**THE PROBLEM:**
Copy each line of the entries that includes the word "message".

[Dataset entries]
########

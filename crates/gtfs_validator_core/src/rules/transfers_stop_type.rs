use std::collections::HashMap;

use crate::{GtfsFeed, NoticeContainer, NoticeSeverity, ValidationNotice, Validator};
use gtfs_model::LocationType;

const CODE_TRANSFER_WITH_INVALID_STOP_LOCATION_TYPE: &str =
    "transfer_with_invalid_stop_location_type";

#[derive(Debug, Default)]
pub struct TransfersStopTypeValidator;

impl Validator for TransfersStopTypeValidator {
    fn name(&self) -> &'static str {
        "transfers_stop_type"
    }

    fn validate(&self, feed: &GtfsFeed, notices: &mut NoticeContainer) {
        let Some(transfers) = &feed.transfers else {
            return;
        };

        let mut stops_by_id: HashMap<&str, &gtfs_model::Stop> = HashMap::new();
        for stop in &feed.stops.rows {
            let stop_id = stop.stop_id.trim();
            if stop_id.is_empty() {
                continue;
            }
            stops_by_id.insert(stop_id, stop);
        }

        for (index, transfer) in transfers.rows.iter().enumerate() {
            let row_number = transfers.row_number(index);
            validate_stop_type(
                transfer.from_stop_id.as_deref(),
                "from_stop_id",
                &stops_by_id,
                row_number,
                notices,
            );
            validate_stop_type(
                transfer.to_stop_id.as_deref(),
                "to_stop_id",
                &stops_by_id,
                row_number,
                notices,
            );
        }
    }
}

fn validate_stop_type(
    stop_id: Option<&str>,
    field_name: &str,
    stops_by_id: &HashMap<&str, &gtfs_model::Stop>,
    row_number: u64,
    notices: &mut NoticeContainer,
) {
    let stop_id = match stop_id
        .map(|value| value.trim())
        .filter(|value| !value.is_empty())
    {
        Some(stop_id) => stop_id,
        None => return,
    };
    let stop = match stops_by_id.get(stop_id) {
        Some(stop) => *stop,
        None => return,
    };
    let location_type = stop.location_type.unwrap_or(LocationType::StopOrPlatform);
    if !is_valid_transfer_stop_type(location_type) {
        let mut notice = ValidationNotice::new(
            CODE_TRANSFER_WITH_INVALID_STOP_LOCATION_TYPE,
            NoticeSeverity::Error,
            "transfer references stop with invalid location_type",
        );
        notice.insert_context_field("csvRowNumber", row_number);
        notice.insert_context_field("locationTypeName", location_type_name(location_type));
        notice.insert_context_field("locationTypeValue", location_type_value(location_type));
        notice.insert_context_field("stopId", stop_id);
        notice.insert_context_field("stopIdFieldName", field_name);
        notice.field_order = vec![
            "csvRowNumber".to_string(),
            "locationTypeName".to_string(),
            "locationTypeValue".to_string(),
            "stopId".to_string(),
            "stopIdFieldName".to_string(),
        ];
        notices.push(notice);
    }
}

fn is_valid_transfer_stop_type(location_type: LocationType) -> bool {
    matches!(
        location_type,
        LocationType::StopOrPlatform | LocationType::Station
    )
}

fn location_type_value(location_type: LocationType) -> i32 {
    match location_type {
        LocationType::StopOrPlatform => 0,
        LocationType::Station => 1,
        LocationType::EntranceOrExit => 2,
        LocationType::GenericNode => 3,
        LocationType::BoardingArea => 4,
        LocationType::Other => -1,
    }
}

fn location_type_name(location_type: LocationType) -> &'static str {
    match location_type {
        LocationType::StopOrPlatform => "STOP",
        LocationType::Station => "STATION",
        LocationType::EntranceOrExit => "ENTRANCE",
        LocationType::GenericNode => "GENERIC_NODE",
        LocationType::BoardingArea => "BOARDING_AREA",
        LocationType::Other => "UNRECOGNIZED",
    }
}

use std::collections::{HashMap, HashSet};

use serde::Deserialize;
use serde_json::Value;

use crate::feed::LOCATIONS_GEOJSON_FILE;
use crate::{NoticeSeverity, ValidationNotice};

/// Raw deserialized `locations.geojson`. Only the shape we need from the
/// FeatureCollection is modeled; unrecognized members are ignored.
#[derive(Debug, Clone, Default, Deserialize)]
pub struct GeoJsonFeatureCollection {
    #[serde(default)]
    pub features: Vec<Value>,
}

#[derive(Debug, Clone, Copy, Default)]
pub struct GeoJsonBounds {
    pub min_lat: f64,
    pub min_lon: f64,
    pub max_lat: f64,
    pub max_lon: f64,
}

/// Indices over `locations.geojson`, built once at feed-load time so
/// validators (`location_id_foreign_key`, `location_has_stop_times`, ...)
/// can answer membership/lookup questions without re-parsing the document.
#[derive(Debug, Clone, Default)]
pub struct LocationsGeoJson {
    pub location_ids: HashSet<String>,
    pub bounds_by_id: HashMap<String, GeoJsonBounds>,
    pub feature_index_by_id: HashMap<String, usize>,
    pub notices: Vec<ValidationNotice>,
}

impl LocationsGeoJson {
    pub fn malformed_json(message: String) -> Self {
        let mut notice = ValidationNotice::new(
            "malformed_json",
            NoticeSeverity::Error,
            message.clone(),
        );
        notice.file = Some(LOCATIONS_GEOJSON_FILE.to_string());
        notice.insert_context_field("filename", LOCATIONS_GEOJSON_FILE);
        notice.insert_context_field("message", message);
        Self {
            notices: vec![notice],
            ..Default::default()
        }
    }
}

impl From<GeoJsonFeatureCollection> for LocationsGeoJson {
    fn from(collection: GeoJsonFeatureCollection) -> Self {
        let mut location_ids = HashSet::new();
        let mut bounds_by_id = HashMap::new();
        let mut feature_index_by_id = HashMap::new();
        let mut notices = Vec::new();

        for (index, feature) in collection.features.iter().enumerate() {
            let id = feature_id(feature);
            let Some(id) = id else {
                let mut notice = ValidationNotice::new(
                    "geo_json_missing_id",
                    NoticeSeverity::Warning,
                    "geojson feature is missing an id",
                );
                notice.insert_context_field("featureIndex", index as u64);
                notices.push(notice);
                continue;
            };

            if !location_ids.insert(id.clone()) {
                let mut notice = ValidationNotice::new(
                    "duplicate_location_id",
                    NoticeSeverity::Error,
                    "duplicate id across geojson features",
                );
                notice.insert_context_field("locationId", id);
                notices.push(notice);
                continue;
            }

            if let Some(bounds) = feature
                .get("geometry")
                .and_then(|geometry| compute_bounds(geometry))
            {
                bounds_by_id.insert(id.clone(), bounds);
            }
            feature_index_by_id.insert(id, index);
        }

        Self {
            location_ids,
            bounds_by_id,
            feature_index_by_id,
            notices,
        }
    }
}

fn feature_id(feature: &Value) -> Option<String> {
    match feature.get("id")? {
        Value::String(value) => Some(value.clone()),
        Value::Number(value) => Some(value.to_string()),
        _ => None,
    }
}

fn compute_bounds(geometry: &Value) -> Option<GeoJsonBounds> {
    let mut bounds = GeoJsonBounds {
        min_lat: f64::INFINITY,
        min_lon: f64::INFINITY,
        max_lat: f64::NEG_INFINITY,
        max_lon: f64::NEG_INFINITY,
    };
    let mut found = false;
    walk_coordinates(geometry.get("coordinates")?, &mut bounds, &mut found);
    found.then_some(bounds)
}

fn walk_coordinates(value: &Value, bounds: &mut GeoJsonBounds, found: &mut bool) {
    match value {
        Value::Array(items) => {
            if let [Value::Number(lon), Value::Number(lat), ..] = items.as_slice() {
                if let (Some(lon), Some(lat)) = (lon.as_f64(), lat.as_f64()) {
                    bounds.min_lon = bounds.min_lon.min(lon);
                    bounds.max_lon = bounds.max_lon.max(lon);
                    bounds.min_lat = bounds.min_lat.min(lat);
                    bounds.max_lat = bounds.max_lat.max(lat);
                    *found = true;
                    return;
                }
            }
            for item in items {
                walk_coordinates(item, bounds, found);
            }
        }
        _ => {}
    }
}
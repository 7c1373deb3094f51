use std::collections::HashSet;

use crate::feed::{FARE_ATTRIBUTES_FILE, FARE_RULES_FILE, ROUTES_FILE};
use crate::{GtfsFeed, NoticeContainer, NoticeSeverity, ValidationNotice, Validator};

const CODE_FOREIGN_KEY_VIOLATION: &str = "foreign_key_violation";

#[derive(Debug, Default)]
pub struct FareRulesValidator;

impl Validator for FareRulesValidator {
    fn name(&self) -> &'static str {
        "fare_rules_basic"
    }

    fn validate(&self, feed: &GtfsFeed, notices: &mut NoticeContainer) {
        let fare_attributes = match &feed.fare_attributes {
            Some(table) => Some(
                table
                    .rows
                    .iter()
                    .map(|fare| fare.fare_id.trim())
                    .filter(|value| !value.is_empty())
                    .collect::<HashSet<_>>(),
            ),
            None => None,
        };
        let route_ids: HashSet<&str> = feed
            .routes
            .rows
            .iter()
            .map(|route| route.route_id.trim())
            .filter(|value| !value.is_empty())
            .collect();

        if feed.fare_rules.is_some() && fare_attributes.is_none() {
            notices.push_missing_file(FARE_ATTRIBUTES_FILE);
        }

        if let Some(fare_rules) = &feed.fare_rules {
            for (index, rule) in fare_rules.rows.iter().enumerate() {
                let row_number = fare_rules.row_number(index);
                if let Some(ref fare_ids) = fare_attributes {
                    let fare_id = rule.fare_id.trim();
                    if !fare_id.is_empty() && !fare_ids.contains(fare_id) {
                        notices.push(foreign_key_notice(
                            FARE_RULES_FILE,
                            "fare_id",
                            FARE_ATTRIBUTES_FILE,
                            "fare_id",
                            fare_id,
                            row_number,
                        ));
                    }
                }

                if let Some(route_id) = rule
                    .route_id
                    .as_deref()
                    .map(|value| value.trim())
                    .filter(|value| !value.is_empty())
                {
                    if !route_ids.contains(route_id) {
                        notices.push(foreign_key_notice(
                            FARE_RULES_FILE,
                            "route_id",
                            ROUTES_FILE,
                            "route_id",
                            route_id,
                            row_number,
                        ));
                    }
                }
            }
        }
    }
}

fn foreign_key_notice(
    child_file: &str,
    child_field: &str,
    parent_file: &str,
    parent_field: &str,
    id: &str,
    row_number: u64,
) -> ValidationNotice {
    let mut notice = ValidationNotice::new(
        CODE_FOREIGN_KEY_VIOLATION,
        NoticeSeverity::Error,
        format!("missing referenced id {}", id),
    );
    notice.row = Some(row_number);
    notice.field_order = vec![
        "childFieldName".to_string(),
        "childFilename".to_string(),
        "csvRowNumber".to_string(),
        "fieldValue".to_string(),
        "parentFieldName".to_string(),
        "parentFilename".to_string(),
    ];
    notice.insert_context_field("childFieldName", child_field);
    notice.insert_context_field("childFilename", child_file);
    notice.insert_context_field("parentFieldName", parent_field);
    notice.insert_context_field("parentFilename", parent_file);
    notice.insert_context_field("fieldValue", id);
    notice
}
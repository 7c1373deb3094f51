use std::collections::HashMap;

use crate::feed::TRANSFERS_FILE;
use crate::{GtfsFeed, NoticeContainer, NoticeSeverity, ValidationNotice, Validator};
use gtfs_model::{LocationType, TransferType};

const CODE_TRANSFER_WITH_INVALID_STOP_LOCATION_TYPE: &str =
    "transfer_with_invalid_stop_location_type";
const CODE_TRANSFER_WITH_SUSPICIOUS_MID_TRIP_IN_SEAT: &str =
    "transfer_with_suspicious_mid_trip_in_seat";
const CODE_MISSING_REQUIRED_FIELD: &str = "missing_required_field";

#[derive(Debug, Default)]
pub struct TransfersInSeatTransferTypeValidator;

impl Validator for TransfersInSeatTransferTypeValidator {
    fn name(&self) -> &'static str {
        "transfers_in_seat_transfer_type"
    }

    fn validate(&self, feed: &GtfsFeed, notices: &mut NoticeContainer) {
        let Some(transfers) = &feed.transfers else {
            return;
        };

        let mut stops_by_id: HashMap<&str, &gtfs_model::Stop> = HashMap::new();
        for stop in &feed.stops.rows {
            let stop_id = stop.stop_id.trim();
            if stop_id.is_empty() {
                continue;
            }
            stops_by_id.insert(stop_id, stop);
        }

        let mut stop_times_by_trip: HashMap<&str, Vec<&gtfs_model::StopTime>> = HashMap::new();
        for stop_time in &feed.stop_times.rows {
            let trip_id = stop_time.trip_id.trim();
            if trip_id.is_empty() {
                continue;
            }
            stop_times_by_trip
                .entry(trip_id)
                .or_default()
                .push(stop_time);
        }
        for stop_times in stop_times_by_trip.values_mut() {
            stop_times.sort_by_key(|stop_time| stop_time.stop_sequence);
        }

        for (index, transfer) in transfers.rows.iter().enumerate() {
            let row_number = transfers.row_number(index);
            if !is_in_seat_transfer(transfer.transfer_type) {
                continue;
            }
            for side in [TransferSide::From, TransferSide::To] {
                let trip_id = side
                    .trip_id(transfer)
                    .map(|value| value.trim())
                    .filter(|value| !value.is_empty());
                if trip_id.is_none() {
                    notices.push(missing_required_field_notice(
                        side.trip_field_name(),
                        row_number,
                    ));
                }
                validate_stop(
                    transfer,
                    side,
                    trip_id,
                    &stops_by_id,
                    &stop_times_by_trip,
                    row_number,
                    notices,
                );
            }
        }
    }
}

#[derive(Debug, Clone, Copy)]
enum TransferSide {
    From,
    To,
}

impl TransferSide {
    fn trip_id<'a>(&self, transfer: &'a gtfs_model::Transfer) -> Option<&'a str> {
        match self {
            TransferSide::From => transfer.from_trip_id.as_deref(),
            TransferSide::To => transfer.to_trip_id.as_deref(),
        }
    }

    fn stop_id<'a>(&self, transfer: &'a gtfs_model::Transfer) -> Option<&'a str> {
        match self {
            TransferSide::From => transfer.from_stop_id.as_deref(),
            TransferSide::To => transfer.to_stop_id.as_deref(),
        }
    }

    fn trip_field_name(&self) -> &'static str {
        match self {
            TransferSide::From => "from_trip_id",
            TransferSide::To => "to_trip_id",
        }
    }

    fn stop_field_name(&self) -> &'static str {
        match self {
            TransferSide::From => "from_stop_id",
            TransferSide::To => "to_stop_id",
        }
    }
}

fn validate_stop(
    transfer: &gtfs_model::Transfer,
    side: TransferSide,
    trip_id: Option<&str>,
    stops_by_id: &HashMap<&str, &gtfs_model::Stop>,
    stop_times_by_trip: &HashMap<&str, Vec<&gtfs_model::StopTime>>,
    row_number: u64,
    notices: &mut NoticeContainer,
) {
    let stop_id = match side
        .stop_id(transfer)
        .map(|value| value.trim())
        .filter(|value| !value.is_empty())
    {
        Some(stop_id) => stop_id,
        None => return,
    };
    let stop = match stops_by_id.get(stop_id) {
        Some(stop) => *stop,
        None => return,
    };

    if stop.location_type == Some(LocationType::Station) {
        let location_type = stop.location_type.unwrap_or(LocationType::StopOrPlatform);
        let mut notice = ValidationNotice::new(
            CODE_TRANSFER_WITH_INVALID_STOP_LOCATION_TYPE,
            NoticeSeverity::Error,
            "in-seat transfers cannot reference stations",
        );
        notice.insert_context_field("csvRowNumber", row_number);
        notice.insert_context_field("locationTypeName", location_type_name(location_type));
        notice.insert_context_field("locationTypeValue", location_type_value(location_type));
        notice.insert_context_field("stopId", stop_id);
        notice.insert_context_field("stopIdFieldName", side.stop_field_name());
        notice.field_order = vec![
            "csvRowNumber".to_string(),
            "locationTypeName".to_string(),
            "locationTypeValue".to_string(),
            "stopId".to_string(),
            "stopIdFieldName".to_string(),
        ];
        notices.push(notice);
    }

    let Some(trip_id) = trip_id else {
        return;
    };
    let stop_times = match stop_times_by_trip.get(trip_id) {
        Some(stop_times) => stop_times,
        None => return,
    };
    if stop_times.is_empty()
        || !stop_times
            .iter()
            .any(|stop_time| stop_time.stop_id.trim() == stop_id)
    {
        return;
    }
    let expected_stop_time = match side {
        TransferSide::From => stop_times[stop_times.len() - 1],
        TransferSide::To => stop_times[0],
    };
    if expected_stop_time.stop_id.trim() != stop_id {
        let mut notice = ValidationNotice::new(
            CODE_TRANSFER_WITH_SUSPICIOUS_MID_TRIP_IN_SEAT,
            NoticeSeverity::Warning,
            "in-seat transfer stop is not at expected trip edge",
        );
        notice.insert_context_field("csvRowNumber", row_number);
        notice.insert_context_field("stopId", stop_id);
        notice.insert_context_field("stopIdFieldName", side.stop_field_name());
        notice.insert_context_field("tripId", trip_id);
        notice.insert_context_field("tripIdFieldName", side.trip_field_name());
        notice.field_order = vec![
            "csvRowNumber".to_string(),
            "stopId".to_string(),
            "stopIdFieldName".to_string(),
            "tripId".to_string(),
            "tripIdFieldName".to_string(),
        ];
        notices.push(notice);
    }
}

fn location_type_value(location_type: LocationType) -> i32 {
    match location_type {
        LocationType::StopOrPlatform => 0,
        LocationType::Station => 1,
        LocationType::EntranceOrExit => 2,
        LocationType::GenericNode => 3,
        LocationType::BoardingArea => 4,
        LocationType::Other => -1,
    }
}

fn location_type_name(location_type: LocationType) -> &'static str {
    match location_type {
        LocationType::StopOrPlatform => "STOP",
        LocationType::Station => "STATION",
        LocationType::EntranceOrExit => "ENTRANCE",
        LocationType::GenericNode => "GENERIC_NODE",
        LocationType::BoardingArea => "BOARDING_AREA",
        LocationType::Other => "UNRECOGNIZED",
    }
}

fn is_in_seat_transfer(transfer_type: Option<TransferType>) -> bool {
    matches!(
        transfer_type,
        Some(TransferType::InSeat) | Some(TransferType::InSeatNotAllowed)
    )
}

fn missing_required_field_notice(field: &str, row_number: u64) -> ValidationNotice {
    let mut notice = ValidationNotice::new(
        CODE_MISSING_REQUIRED_FIELD,
        NoticeSeverity::Error,
        "required field is missing",
    );
    notice.insert_context_field("csvRowNumber", row_number);
    notice.insert_context_field("fieldName", field);
    notice.insert_context_field("filename", TRANSFERS_FILE);
    notice.field_order = vec![
        "csvRowNumber".to_string(),
        "fieldName".to_string(),
        "filename".to_string(),
    ];
    notice
}

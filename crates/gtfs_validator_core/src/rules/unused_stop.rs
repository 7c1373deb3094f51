use std::collections::HashSet;

use crate::feed::STOPS_FILE;
use crate::{GtfsFeed, NoticeContainer, NoticeSeverity, ValidationNotice, Validator};

const CODE_UNUSED_STOP: &str = "unused_stop";

#[derive(Debug, Default)]
pub struct UnusedStopValidator;

impl Validator for UnusedStopValidator {
    fn name(&self) -> &'static str {
        "unused_stop"
    }

    fn validate(&self, feed: &GtfsFeed, notices: &mut NoticeContainer) {
        let mut used_stop_ids: HashSet<&str> = HashSet::new();
        for stop_time in &feed.stop_times.rows {
            let stop_id = stop_time.stop_id.trim();
            if !stop_id.is_empty() {
                used_stop_ids.insert(stop_id);
            }
        }

        // Also check parent stations of used stops
        let mut all_used_ids = used_stop_ids.clone();
        let stops_by_id: std::collections::HashMap<&str, &gtfs_model::Stop> = feed
            .stops
            .rows
            .iter()
            .map(|s| (s.stop_id.as_str(), s))
            .collect();

        let mut queue: Vec<&str> = used_stop_ids.into_iter().collect();
        while let Some(id) = queue.pop() {
            if let Some(stop) = stops_by_id.get(id) {
                if let Some(parent_id) = stop.parent_station.as_deref() {
                    let parent_id = parent_id.trim();
                    if !parent_id.is_empty() && !all_used_ids.contains(parent_id) {
                        all_used_ids.insert(parent_id);
                        queue.push(parent_id);
                    }
                }
            }
        }

        for (index, stop) in feed.stops.rows.iter().enumerate() {
            let stop_id = stop.stop_id.trim();
            if stop_id.is_empty() {
                continue;
            }

            if !all_used_ids.contains(stop_id) {
                let mut notice = ValidationNotice::new(
                    CODE_UNUSED_STOP,
                    NoticeSeverity::Warning,
                    "stop is not used by any trip",
                );
                notice.file = Some(STOPS_FILE.to_string());
                notice.insert_context_field("csvRowNumber", feed.stops.row_number(index));
                notice.insert_context_field("stopId", stop_id);
                notice.insert_context_field("stopName", stop.stop_name.as_deref().unwrap_or(""));
                notice.field_order = vec![
                    "csvRowNumber".to_string(),
                    "stopId".to_string(),
                    "stopName".to_string(),
                ];
                notices.push(notice);
            }
        }
    }
}

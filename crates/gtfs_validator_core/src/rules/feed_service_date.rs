use crate::{GtfsFeed, NoticeContainer, NoticeSeverity, ValidationNotice, Validator};

const CODE_MISSING_FEED_INFO_DATE: &str = "missing_feed_info_date";

#[derive(Debug, Default)]
pub struct FeedServiceDateValidator;

impl Validator for FeedServiceDateValidator {
    fn name(&self) -> &'static str {
        "feed_service_date"
    }

    fn validate(&self, feed: &GtfsFeed, notices: &mut NoticeContainer) {
        let Some(feed_info) = &feed.feed_info else {
            return;
        };

        for (index, info) in feed_info.rows.iter().enumerate() {
            let row_number = feed_info.row_number(index);
            match (info.feed_start_date.is_some(), info.feed_end_date.is_some()) {
                (true, false) => {
                    notices.push(missing_feed_info_date_notice("feed_end_date", row_number))
                }
                (false, true) => {
                    notices.push(missing_feed_info_date_notice("feed_start_date", row_number))
                }
                _ => {}
            }
        }
    }
}

fn missing_feed_info_date_notice(field: &str, row_number: u64) -> ValidationNotice {
    let mut notice = ValidationNotice::new(
        CODE_MISSING_FEED_INFO_DATE,
        NoticeSeverity::Warning,
        format!("missing {}", field),
    );
    notice.insert_context_field("csvRowNumber", row_number);
    notice.insert_context_field("fieldName", field);
    notice.field_order = vec!["csvRowNumber".to_string(), "fieldName".to_string()];
    notice
}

########

**RESULT:**
    pub fn malformed_json(message: String) -> Self {
            message.clone(),
        notice.insert_context_field("message", message);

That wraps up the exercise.